Records for processing:
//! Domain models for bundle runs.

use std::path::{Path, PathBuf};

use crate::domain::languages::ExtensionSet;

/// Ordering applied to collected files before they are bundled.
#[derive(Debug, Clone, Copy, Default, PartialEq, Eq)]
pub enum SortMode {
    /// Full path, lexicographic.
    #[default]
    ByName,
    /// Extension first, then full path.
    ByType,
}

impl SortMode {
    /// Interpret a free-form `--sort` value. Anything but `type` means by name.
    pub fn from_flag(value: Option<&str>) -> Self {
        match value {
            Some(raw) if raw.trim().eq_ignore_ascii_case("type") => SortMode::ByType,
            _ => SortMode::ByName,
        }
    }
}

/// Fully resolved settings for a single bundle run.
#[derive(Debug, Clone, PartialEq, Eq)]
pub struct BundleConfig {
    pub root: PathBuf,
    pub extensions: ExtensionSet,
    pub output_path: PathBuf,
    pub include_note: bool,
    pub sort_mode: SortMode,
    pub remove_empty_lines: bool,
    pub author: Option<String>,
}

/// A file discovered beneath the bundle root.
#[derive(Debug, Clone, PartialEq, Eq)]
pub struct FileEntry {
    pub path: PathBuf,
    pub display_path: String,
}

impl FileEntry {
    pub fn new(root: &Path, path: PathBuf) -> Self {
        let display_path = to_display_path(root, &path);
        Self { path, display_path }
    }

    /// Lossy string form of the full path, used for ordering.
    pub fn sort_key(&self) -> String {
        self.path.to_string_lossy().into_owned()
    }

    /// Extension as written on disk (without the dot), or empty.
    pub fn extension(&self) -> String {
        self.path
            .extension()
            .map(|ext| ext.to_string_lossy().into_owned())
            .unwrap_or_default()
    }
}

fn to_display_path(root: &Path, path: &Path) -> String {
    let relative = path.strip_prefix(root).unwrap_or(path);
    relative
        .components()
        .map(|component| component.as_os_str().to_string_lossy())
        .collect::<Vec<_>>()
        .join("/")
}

Problem to solve:
Please output the listing above exactly, every line included.

Your response:
//! Domain models for bundle runs.

use std::path::{Path, PathBuf};

use crate::domain::languages::ExtensionSet;

/// Ordering applied to collected files before they are bundled.
#[derive(Debug, Clone, Copy, Default, PartialEq, Eq)]
pub enum SortMode {
    /// Full path, lexicographic.
    #[default]
    ByName,
    /// Extension first, then full path.
    ByType,
}

impl SortMode {
    /// Interpret a free-form `--sort` value. Anything but `type` means by name.
    pub fn from_flag(value: Option<&str>) -> Self {
        match value {
            Some(raw) if raw.trim().eq_ignore_ascii_case("type") => SortMode::ByType,
            _ => SortMode::ByName,
        }
    }
}

/// Fully resolved settings for a single bundle run.
#[derive(Debug, Clone, PartialEq, Eq)]
pub struct BundleConfig {
    pub root: PathBuf,
    pub extensions: ExtensionSet,
    pub output_path: PathBuf,
    pub include_note: bool,
    pub sort_mode: SortMode,
    pub remove_empty_lines: bool,
    pub author: Option<String>,
}

/// A file discovered beneath the bundle root.
#[derive(Debug, Clone, PartialEq, Eq)]
pub struct FileEntry {
    pub path: PathBuf,
    pub display_path: String,
}

impl FileEntry {
    pub fn new(root: &Path, path: PathBuf) -> Self {
        let display_path = to_display_path(root, &path);
        Self { path, display_path }
    }

    /// Lossy string form of the full path, used for ordering.
    pub fn sort_key(&self) -> String {
        self.path.to_string_lossy().into_owned()
    }

    /// Extension as written on disk (without the dot), or empty.
    pub fn extension(&self) -> String {
        self.path
            .extension()
            .map(|ext| ext.to_string_lossy().into_owned())
            .unwrap_or_default()
    }
}

fn to_display_path(root: &Path, path: &Path) -> String {
    let relative = path.strip_prefix(root).unwrap_or(path);
    relative
        .components()
        .map(|component| component.as_os_str().to_string_lossy())
        .collect::<Vec<_>>()
        .join("/")
}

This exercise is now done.